DOORS combines in-depth analysis of the status-quo and a self-reflexive diagnostics framework with the practical implementation of a wide array of digital pilots. We invite museums to join DOORS and submit pilot proposals to take part in a two-stage incubation programme. The incubator focuses on innovation areas crucial to any lasting transformation. Developing new revenue models, innovating audience analysis and engagement, and designing skill-building programmes for museum staff will be our overarching priorities.
The goal of the first stage in the incubation programme is to define the general terms in which digital strategies can be conceptualised and embedded into existing contexts. Forty museums will have a chance to refine their initial pilot proposals and decide on a focal innovation area, whether it is audience analysis and engagement in hybrid and digital environments, new distribution and revenue models, strategies for digital infrastructure integration, or an experimental ICT programme.
In the second stage, twenty of these institutions will work on the implementation of their digital pilots together with tech and creative industry partners and supported by members of the Orbit. The cross- and inter-sector collaboration will help overcome the discourse of competitiveness between technology and culture and fears of the digital cannibalising the analogue, to promote instead, the importance of preserving diverse forms of content distribution in society.
- good practices to identify benchmarks and serve the practitioners as visionary examples and motivator (as collected in the DOORS’ SPARKLE reports),
- data collected from the sector on their current digital maturity and digital gaps (DOORS’ survey) as well as
- self-reflection reports from the piloting institutions to start their individual assessment and prepare them for the pilot implementation.
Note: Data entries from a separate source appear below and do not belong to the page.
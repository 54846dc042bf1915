//! # fitrecord-adapter-virtual
//!
//! Simulated fitness peripherals and a simulated location source, for
//! demos and end-to-end tests without a radio.
//!
//! ## Provided devices
//!
//! | Device | Address | Measurement |
//! |--------|---------|-------------|
//! | Virtual HRM | `F0:00:00:00:00:01` | Heart rate, 120–139 bpm |
//! | Virtual Power | `F0:00:00:00:00:02` | Power 200–249 W plus crank data |
//! | Virtual Footpod | `F0:00:00:00:00:03` | ~3 m/s, 176 spm, 1.2 m stride |
//!
//! Every device also exposes a readable battery level.
//!
//! ## Dependency rule
//!
//! Depends on `fitrecord-app` (port traits) and `fitrecord-domain` only.

mod devices;
mod link;
mod location;
mod scanner;

use std::sync::Arc;
use std::time::Duration;

use fitrecord_domain::id::PeripheralAddress;
use tokio::runtime::Handle;
use tokio::task::JoinHandle;

pub use devices::{DeviceKind, VirtualPeripheral};
pub use link::{VirtualLink, VirtualLinks};
pub use location::VirtualLocation;
pub use scanner::VirtualScanner;

/// A shared set of simulated peripherals.
#[derive(Debug, Clone)]
pub struct VirtualHub {
    devices: Arc<Vec<Arc<VirtualPeripheral>>>,
}

impl Default for VirtualHub {
    fn default() -> Self {
        Self::new([
            VirtualPeripheral::new(DeviceKind::HeartRateStrap, "F0:00:00:00:00:01"),
            VirtualPeripheral::new(DeviceKind::PowerMeter, "F0:00:00:00:00:02"),
            VirtualPeripheral::new(DeviceKind::Footpod, "F0:00:00:00:00:03"),
        ])
    }
}

impl VirtualHub {
    pub fn new(devices: impl IntoIterator<Item = VirtualPeripheral>) -> Self {
        Self {
            devices: Arc::new(devices.into_iter().map(Arc::new).collect()),
        }
    }

    #[must_use]
    pub fn devices(&self) -> &[Arc<VirtualPeripheral>] {
        &self.devices
    }

    #[must_use]
    pub fn device(&self, address: &PeripheralAddress) -> Option<Arc<VirtualPeripheral>> {
        self.devices
            .iter()
            .find(|device| device.address() == address)
            .cloned()
    }

    /// Scan backend advertising every device of this hub.
    #[must_use]
    pub fn scanner(&self) -> VirtualScanner {
        VirtualScanner::new(self.clone())
    }

    /// Link provider reaching every device of this hub.
    #[must_use]
    pub fn links(&self) -> VirtualLinks {
        VirtualLinks::new(self.clone())
    }

    /// Push one measurement from every device.
    pub fn tick_all(&self) {
        for device in self.devices.iter() {
            device.tick();
        }
    }

    /// Spawn a task ticking every device each `period`.
    pub fn start_simulation(&self, period: Duration, runtime: &Handle) -> JoinHandle<()> {
        let hub = self.clone();
        runtime.spawn(async move {
            let mut interval = tokio::time::interval(period);
            interval.set_missed_tick_behavior(tokio::time::MissedTickBehavior::Skip);
            loop {
                interval.tick().await;
                hub.tick_all();
            }
        })
    }
}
In parallel, the consortiums key priority was and continuous to be offering smaller and medium sized museums opportunities to make the most of digital technologies and services to innovate their digital processes and digital presence. DOORS’ first stage incubation program was able to lay an important ground and support museums through:
- a total of 15 workshop sessions to increase their capacities, but also accommodate peer-to-peer exchange,
- connecting them to a pool of technical providers,
- introducing them to more than 40 international sector experts, including 28 professionals who led the incubation program and 5 advisory board members and
- provide them with a shared cloud-based resource repository and communication platform.
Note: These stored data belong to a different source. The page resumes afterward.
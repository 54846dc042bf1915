use std::collections::HashSet;
use std::sync::atomic::{AtomicBool, Ordering};
use std::sync::{Arc, Mutex, PoisonError};

use fitrecord_app::ports::{GattLink, LinkProvider, NotificationStream};
use fitrecord_domain::error::LinkError;
use fitrecord_domain::gatt::{AccessMode, BATTERY_LEVEL, GattCharacteristic, GattService};
use fitrecord_domain::id::PeripheralAddress;
use tokio_stream::StreamExt;
use tokio_stream::wrappers::UnboundedReceiverStream;
use uuid::Uuid;

use crate::VirtualHub;
use crate::devices::VirtualPeripheral;

/// [`LinkProvider`] over the devices of a [`VirtualHub`].
#[derive(Debug, Clone)]
pub struct VirtualLinks {
    hub: VirtualHub,
}

impl VirtualLinks {
    pub(crate) fn new(hub: VirtualHub) -> Self {
        Self { hub }
    }
}

impl LinkProvider for VirtualLinks {
    type Link = VirtualLink;

    async fn open(&self, address: &PeripheralAddress) -> Result<VirtualLink, LinkError> {
        let device = self
            .hub
            .device(address)
            .ok_or_else(|| LinkError::PeripheralNotFound(address.clone()))?;
        Ok(VirtualLink::new(device))
    }
}

/// One link to a simulated peripheral. Only subscribed characteristics are
/// delivered on the notification stream.
#[derive(Debug)]
pub struct VirtualLink {
    device: Arc<VirtualPeripheral>,
    connected: AtomicBool,
    subscribed: Arc<Mutex<HashSet<Uuid>>>,
    attached: Mutex<Option<u64>>,
}

impl VirtualLink {
    fn new(device: Arc<VirtualPeripheral>) -> Self {
        Self {
            device,
            connected: AtomicBool::new(false),
            subscribed: Arc::new(Mutex::new(HashSet::new())),
            attached: Mutex::new(None),
        }
    }

    fn ensure_connected(&self) -> Result<(), LinkError> {
        if self.connected.load(Ordering::Acquire) {
            Ok(())
        } else {
            Err(LinkError::Disconnected)
        }
    }

    fn characteristic(&self, uuid: Uuid) -> Option<GattCharacteristic> {
        self.device
            .services()
            .into_iter()
            .flat_map(|service| service.characteristics)
            .find(|characteristic| characteristic.uuid == uuid)
    }
}

fn unsupported(characteristic: &GattCharacteristic, mode: AccessMode) -> LinkError {
    LinkError::Operation {
        characteristic: characteristic.uuid,
        mode,
        source: format!("characteristic does not support {mode}").into(),
    }
}

impl GattLink for VirtualLink {
    async fn connect(&self) -> Result<(), LinkError> {
        if !self.device.is_reachable() {
            return Err(LinkError::ConnectFailed(
                format!("{} is out of range", self.device.address()).into(),
            ));
        }
        self.connected.store(true, Ordering::Release);
        tracing::debug!(address = %self.device.address(), "virtual link connected");
        Ok(())
    }

    async fn discover_services(&self) -> Result<Vec<GattService>, LinkError> {
        self.ensure_connected()?;
        Ok(self.device.services())
    }

    async fn subscribe(&self, characteristic: &GattCharacteristic) -> Result<(), LinkError> {
        self.ensure_connected()?;
        let supported = self
            .characteristic(characteristic.uuid)
            .is_some_and(|c| c.properties.notify || c.properties.indicate);
        if !supported {
            return Err(unsupported(characteristic, AccessMode::Notify));
        }
        self.subscribed
            .lock()
            .unwrap_or_else(PoisonError::into_inner)
            .insert(characteristic.uuid);
        Ok(())
    }

    async fn read(&self, characteristic: &GattCharacteristic) -> Result<Vec<u8>, LinkError> {
        self.ensure_connected()?;
        if characteristic.uuid == BATTERY_LEVEL {
            Ok(vec![self.device.battery_level()])
        } else {
            Err(unsupported(characteristic, AccessMode::Read))
        }
    }

    async fn notifications(&self) -> Result<NotificationStream, LinkError> {
        self.ensure_connected()?;
        let (id, rx) = self.device.attach();
        if let Some(previous) = self
            .attached
            .lock()
            .unwrap_or_else(PoisonError::into_inner)
            .replace(id)
        {
            self.device.detach(previous);
        }

        let subscribed = Arc::clone(&self.subscribed);
        let stream = UnboundedReceiverStream::new(rx).filter(move |notification| {
            subscribed
                .lock()
                .unwrap_or_else(PoisonError::into_inner)
                .contains(&notification.characteristic)
        });
        Ok(Box::pin(stream))
    }

    async fn disconnect(&self) -> Result<(), LinkError> {
        self.connected.store(false, Ordering::Release);
        self.subscribed
            .lock()
            .unwrap_or_else(PoisonError::into_inner)
            .clear();
        if let Some(id) = self
            .attached
            .lock()
            .unwrap_or_else(PoisonError::into_inner)
            .take()
        {
            self.device.detach(id);
        }
        tracing::debug!(address = %self.device.address(), "virtual link disconnected");
        Ok(())
    }
}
Lastly, DOORS’ activities were supported by an active outreach and communication. We connected to more than 100 museum networks, country alliances and key partitioners to promote our open call and survey. And we ensured a strong promoting of collaboration and innovation in the museum sector at European level through introducing DOORS at major European events.
Also, the DOORS team deems the examination of the status-quo and the assessment of the needs of museums as an extraordinarily insightful result from the assessment phase of the project and essential for developing an Incubation Programme that responded to the current needs of small and medium-sized museums. While desk-research and targeted qualitative interviews were foreseen from the beginning on, the consortium decided to go beyond the DoA and conduct a survey on the digital maturity, status-quo and needs of the museum sector - specifically designed for small and medium sized museums. This led to a tremendously important understanding of the challenges these practitioners face and how they can be supported in their digital transformation journeys.
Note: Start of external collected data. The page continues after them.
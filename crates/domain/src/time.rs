//! Time and timestamp helpers.

use chrono::{DateTime, Utc};

/// UTC timestamp used for location fixes and clock samples.
pub type Timestamp = DateTime<Utc>;

/// Return the current UTC time.
#[must_use]
pub fn now() -> Timestamp {
    Utc::now()
}

/// Milliseconds since the Unix epoch, as carried in telemetry frames.
#[must_use]
#[allow(clippy::cast_precision_loss)]
pub fn epoch_millis(ts: Timestamp) -> f64 {
    ts.timestamp_millis() as f64
}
All the changes require a long-term commitment rather than a one-off effort. Just as well, because digital is here to stay, making the sustainability of any digital transformation a must. We acknowledge that programmes geared toward individual digital projects are important to build confidence of practitioners in small and medium size museums and bridging the existing digital gap. Programs like DOORS provide funding not only directed towards the implementation of the projects, but also for their support in necessary training and upskilling activities. For the existing digital gap to be overcome, partnerships and collaborations must be fostered, and a culture of collaboration that enables knowledge exchange and peer-to-peer learning must be embedded in the sector at large.
In addition to that, the rapid development of digital tools and the costs involved in integrating and maintaining them as part of the day-to-day activities of cultural institutions cannot be neglected. Now that museums have started doing the groundwork and are preparing for the digital transformation, it is time for policymakers and society at large to recognise the importance of keeping up the momentum and support the work done in the sector.